Go through the data below line by line. Give only the number of lines that contain "reset".
[Opening RECORDS FOR PROCESSING section]
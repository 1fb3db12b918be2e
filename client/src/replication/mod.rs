//! Replication with a remote endpoint.
//!
//! - [`machine`]: the pure state machine and retry policy
//! - [`driver`]: the tokio task executing the machine's actions against a
//!   [`Transport`](crate::transport::Transport)
//!
//! Progress is published through a [`StatusPublisher`]: a broadcast channel
//! carries every transition, a watch channel the latest status, and failures
//! are queued for the user on the [`ErrorQueue`].

pub mod driver;
pub mod machine;

pub use driver::{Replicator, SyncContext};
pub use machine::{Action, Event, ReplicationMachine, ReplicationState, RetryPolicy};

use crate::errors::{ErrorEntry, ErrorQueue};
use crate::Error;
use serde::Serialize;
use std::fmt;
use std::sync::Arc;
use std::time::Duration;
use tokio::sync::{broadcast, watch};

/// Capacity of the transition broadcast; slow receivers lag, never block.
const STATUS_CHANNEL_CAPACITY: usize = 256;

/// Category of a replication failure.
#[derive(Debug, Clone, Copy, PartialEq, Eq, Serialize)]
#[serde(rename_all = "lowercase")]
pub enum FailureCause {
    Transport,
    Auth,
    Storage,
    Protocol,
}

impl fmt::Display for FailureCause {
    fn fmt(&self, f: &mut fmt::Formatter<'_>) -> fmt::Result {
        f.write_str(match self {
            Self::Transport => "transport",
            Self::Auth => "auth",
            Self::Storage => "storage",
            Self::Protocol => "protocol",
        })
    }
}

/// Why the last attempt failed.
#[derive(Debug, Clone, PartialEq, Eq, Serialize, thiserror::Error)]
#[error("{cause} failure: {message}")]
pub struct SyncFailure {
    pub message: String,
    pub cause: FailureCause,
}

impl SyncFailure {
    pub fn new(cause: FailureCause, message: impl Into<String>) -> Self {
        Self {
            message: message.into(),
            cause,
        }
    }
}

impl From<&Error> for SyncFailure {
    fn from(err: &Error) -> Self {
        let cause = match err {
            Error::Transport(_) => FailureCause::Transport,
            Error::Auth(_) => FailureCause::Auth,
            Error::StorageFault(_) => FailureCause::Storage,
            _ => FailureCause::Protocol,
        };
        Self::new(cause, err.to_string())
    }
}

impl From<Error> for SyncFailure {
    fn from(err: Error) -> Self {
        Self::from(&err)
    }
}

/// Observable status of replication.
#[derive(Debug, Clone, PartialEq, Eq, Serialize)]
#[serde(rename_all = "camelCase")]
pub struct ReplicationStatus {
    pub state: ReplicationState,
    /// Consecutive failed attempts
    pub attempt: u32,
    pub last_error: Option<SyncFailure>,
    /// Wait before the next attempt while `Retrying`
    #[serde(skip)]
    pub retry_in: Option<Duration>,
}

impl ReplicationStatus {
    pub fn stopped() -> Self {
        Self {
            state: ReplicationState::Stopped,
            attempt: 0,
            last_error: None,
            retry_in: None,
        }
    }

    fn from_machine(machine: &ReplicationMachine, retry_in: Option<Duration>) -> Self {
        Self {
            state: machine.state(),
            attempt: machine.failures(),
            last_error: machine.last_error().cloned(),
            retry_in,
        }
    }
}

impl Default for ReplicationStatus {
    fn default() -> Self {
        Self::stopped()
    }
}

/// Fan-out of status changes.
#[derive(Debug)]
pub struct StatusPublisher {
    events: broadcast::Sender<ReplicationStatus>,
    latest: watch::Sender<ReplicationStatus>,
    errors: Arc<ErrorQueue>,
}

impl StatusPublisher {
    pub fn new(errors: Arc<ErrorQueue>) -> Self {
        let (events, _) = broadcast::channel(STATUS_CHANNEL_CAPACITY);
        let (latest, _) = watch::channel(ReplicationStatus::stopped());
        Self {
            events,
            latest,
            errors,
        }
    }

    /// Publish a status. Failure states are also queued for the user.
    pub fn publish(&self, status: ReplicationStatus) {
        if matches!(
            status.state,
            ReplicationState::Retrying | ReplicationState::PermanentlyFailed
        ) {
            if let Some(failure) = &status.last_error {
                self.errors.push(ErrorEntry::sync(failure));
            }
        }
        self.latest.send_replace(status.clone());
        // No receivers is fine
        let _ = self.events.send(status);
    }

    pub fn current(&self) -> ReplicationStatus {
        self.latest.borrow().clone()
    }

    /// Every transition from now on.
    pub fn subscribe(&self) -> broadcast::Receiver<ReplicationStatus> {
        self.events.subscribe()
    }

    /// The latest status.
    pub fn watch(&self) -> watch::Receiver<ReplicationStatus> {
        self.latest.subscribe()
    }
}

#[cfg(test)]
mod tests {
    use super::*;

    #[test]
    fn failure_causes() {
        assert_eq!(
            SyncFailure::from(&Error::Auth("401".into())).cause,
            FailureCause::Auth
        );
        assert_eq!(
            SyncFailure::from(Error::StorageFault("disk".into())).cause,
            FailureCause::Storage
        );
        assert_eq!(
            SyncFailure::from(Error::InvalidDocument("x".into())).cause,
            FailureCause::Protocol
        );

        let failure = SyncFailure::from(&Error::Transport("reset".into()));
        assert_eq!(failure.to_string(), "transport failure: transport error: reset");
    }

    #[test]
    fn status_serializes_camel_case() {
        let status = ReplicationStatus {
            state: ReplicationState::PermanentlyFailed,
            attempt: 15,
            last_error: Some(SyncFailure::new(FailureCause::Auth, "denied")),
            retry_in: None,
        };
        let value = serde_json::to_value(&status).unwrap();
        assert_eq!(value["state"], "permanentlyFailed");
        assert_eq!(value["lastError"]["cause"], "auth");
    }

    #[tokio::test]
    async fn publisher_fans_out_and_queues_failures() {
        let errors = Arc::new(ErrorQueue::new());
        let publisher = StatusPublisher::new(errors.clone());
        let mut events = publisher.subscribe();

        publisher.publish(ReplicationStatus {
            state: ReplicationState::Connecting,
            ..ReplicationStatus::stopped()
        });
        publisher.publish(ReplicationStatus {
            state: ReplicationState::Retrying,
            attempt: 1,
            last_error: Some(SyncFailure::new(FailureCause::Transport, "offline")),
            retry_in: Some(Duration::from_secs(1)),
        });

        assert_eq!(events.recv().await.unwrap().state, ReplicationState::Connecting);
        assert_eq!(events.recv().await.unwrap().state, ReplicationState::Retrying);
        assert_eq!(publisher.current().attempt, 1);

        assert_eq!(errors.len(), 1);
        let entry = errors.current().unwrap();
        assert_eq!(entry.title, "Sync Error");
        assert_eq!(entry.message, "transport failure: offline");
    }
}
[Closing RECORDS FOR PROCESSING section]
EXERCISE SOLUTION:
2